Make a classifier

Using data from the Spotify API, train a classifier to recognize taylor swift vs beyonce

1. Getting some data

1.1 Load a dataset

First, read the .csv files located on python_scratch path (on google drive) as a pandas dataframe. If possible, use the following variables to load the dataframes into:

1.2 Features and Labels

Now, the important part: you need to choose which features to use to train your model.

1.2.0 Look at the data:

1.2.1 Features

Choose features for both taylor and beyonce and concatenate them inside a features variables. (Make sure these are the same features for both beyonce and taylor)

1.2.2 Labels

You also need to make your labels variable. The length of the labels must be the same lenght as the rows of the feature variable.

2. Split data into Train and Test sets

You can choose how much of the dataset goes to the test set and to the train set by the test_size parameter

Use:

3. Train your model

3.1. Load your model

We will use the SVC class (aka Support Vector Classifier) available within the svm (aka Support Vector Machine) module of the sklearn library.

You can fiddle with the C and gamma parameters, say, by changing them to some value (C=50, gamma=0.01), or just leave the defaults (ie., just run SVC() without arguments)

Optionally, you can perform a grid search for hyperparameter optimization. (See below)

3.2. Train the model

Run the fit() method of the SVC class passing as arguments your X_train and y_train variables, i.e., your feature training set and its labels.

3.3 Get your Accuracy score

Run the score() method of the SVC class with the test set so that you can estimate the model's accuracy

4. Make a prediction

To make a prediction, you need to pick a random sample from the feature test set, and run the predict method of the SVC class (i.e., of your model).

NOTE: You can also use the same random number to index into the test set labels so that you check if your prediction is correct

5. Grid Search for best parameters (Optional)

In here you will first run the grid search, and then you need to make sure you use the best model that is returned from the search.

To perform a grid search, you need to load the GridSearchCV class from the model_selection module of the sklearn library.

  1. Make a dictionary holding two keys C and gamma, whose values will be arrays holding something like [10, 50, 25, 75 ] for the former, and [0.05, 0.01, 0.001, 0.0055].
  2. Instantiate the GridSearchCV class with two arguments: the first is your model, the second is the dictionary we just made. You can also pass a verbose=1 parameter. See the User Guide for more information. Make sure you store the instantiation in a variable such as, e.g., grid = GridSearchCV(...)
  3. Then, you can call the fit method, as if it were our model, and pass in the test features and labels
  4. After a while, you get some printouts, and you can now ask from your grid class, the attribute grid.best_estimator_, which is the best model your grid could found given those parameters.
  5. Finally, you can ask for the score method of such best model, and compare to your previous result without grid searching

5.2. Run a prediction again

Now that you have your best parameters, and a good score, you can predict the model again and test the model for yourself. Go back to 4

6. Interpreting Results

You can now make a classification report and a confusion matrix

6.1 Classification Report

For the report, you need to call the classification_report function of the metrics module within the sklearn library.

Then, you need to:

  1. run a prediction using the test set
  2. run the classification_report function with:

    • the true labels of the test set (arg 1)
    • the predicted labels of the entire test set (arg 2)
    • the two names of the labes using the target_names= parameter
  1. finally, you print the report to screen

6.2 Confusion Matrix

To make a confusion matrix, you need to import the confusion_matrix function from the metrics module of the sklearn library.

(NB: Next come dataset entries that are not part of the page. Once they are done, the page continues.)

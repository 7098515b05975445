//! Host surface seam: the screen metrics the session needs, and the two
//! dropdown offset formulas.
//!
//! The crate never measures pixels itself. A host adapter implements
//! [`HostSurface`] against the real rendering surface; everything here is
//! pure arithmetic over what the adapter reports.

use crate::dom::NodeId;

/// A point in surface coordinates.
#[derive(Debug, Clone, Copy, PartialEq)]
pub struct Point {
    pub x: f64,
    pub y: f64,
}

/// Vertical gap between the anchor and the panel.
const PANEL_GAP: f64 = 5.0;

/// Screen metrics provided by the hosting editor surface.
pub trait HostSurface {
    /// Whether the editing surface is inline (no frame) as opposed to a
    /// boxed surface with its own frame and scroll viewport.
    fn is_inline(&self) -> bool;

    /// Absolute offset of the whole editor container.
    fn container_offset(&self) -> Point;

    /// Position of the content area relative to the container.
    fn content_area_position(&self) -> Point;

    /// Position of the editing frame, for boxed surfaces.
    fn frame_position(&self) -> Point;

    /// Position of a node within the editing surface, or `None` when the
    /// node has no resolvable position (e.g. scrolled out of the surface).
    fn node_position(&self, node: NodeId) -> Option<Point>;

    /// Absolute offset of a node, used by inline surfaces and the
    /// cancel-time caret heuristic. `None` when unresolvable.
    fn node_offset(&self, node: NodeId) -> Option<Point>;

    /// Rendered height of the node containing the caret (the line height
    /// the panel must clear).
    fn caret_node_height(&self) -> f64;

    /// Current scroll offset of the editing surface.
    fn scroll_top(&self) -> f64;

    /// Height of a node including its padding.
    fn node_outer_height(&self, node: NodeId) -> f64;

    /// Height of a node excluding its padding.
    fn node_height(&self, node: NodeId) -> f64;
}

/// Where to place the candidate panel, directly below the anchor.
///
/// Inline and boxed surfaces use distinct formulas; `None` means the
/// anchor has no resolvable position and the panel is simply not shown.
pub fn dropdown_offset(surface: &dyn HostSurface, anchor: NodeId) -> Option<Point> {
    if surface.is_inline() {
        offset_inline(surface, anchor)
    } else {
        offset_boxed(surface, anchor)
    }
}

fn offset_boxed(surface: &dyn HostSurface, anchor: NodeId) -> Option<Point> {
    let node = surface.node_position(anchor)?;
    let container = surface.container_offset();
    let content = surface.content_area_position();
    let frame = surface.frame_position();
    Some(Point {
        x: container.x + content.x + node.x + frame.x,
        y: container.y + content.y + node.y + surface.caret_node_height() - surface.scroll_top()
            + PANEL_GAP,
    })
}

fn offset_inline(surface: &dyn HostSurface, anchor: NodeId) -> Option<Point> {
    let node = surface.node_offset(anchor)?;
    Some(Point {
        x: node.x,
        y: node.y + surface.caret_node_height() + PANEL_GAP,
    })
}

/// Cancel-time caret heuristic: the rolled-back text only receives the
/// caret when the prior selection's vertical position coincides with the
/// marker's content line. Guards against cursor jumps after an
/// asynchronous teardown.
pub fn selection_aligned_with_marker(
    surface: &dyn HostSurface,
    selection_node: NodeId,
    marker: NodeId,
) -> bool {
    match (
        surface.node_offset(selection_node),
        surface.node_offset(marker),
    ) {
        (Some(selection), Some(marker_offset)) => {
            let padding =
                (surface.node_outer_height(marker) - surface.node_height(marker)) / 2.0;
            selection.y == marker_offset.y + padding
        }
        _ => false,
    }
}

You will also need to import other plotting libraries matplotlib.pyplot and seaborn for the heatmap() function

  1. Pass the true labels and the predicted labels to the confusion_matrix function. This function returns a matrix, call it mat
  2. Run the heatmap function with the resultin mat matrix (NOTE: you will need to transpose this matrix for it to work, so better use mat.T.
  3. Useful parameters for the heatmap function are:
    square=True # so it's a nice square
    annot=True  # so we can read the values on the cells
    cbar=True   # so we have some color bar for reference
    fmt='d'     # nice and round integers
    xticklabels=[] # arrays with the names of our labels
    yticklabels=[] # arrays with the names of our labels
    

8. Extra

Now you can think of ways of extending this binary classifier with more than 2 groups: could we add nirvanna, rolling stones and beatles to the mix and see if we can tell nirvana from taylor swift?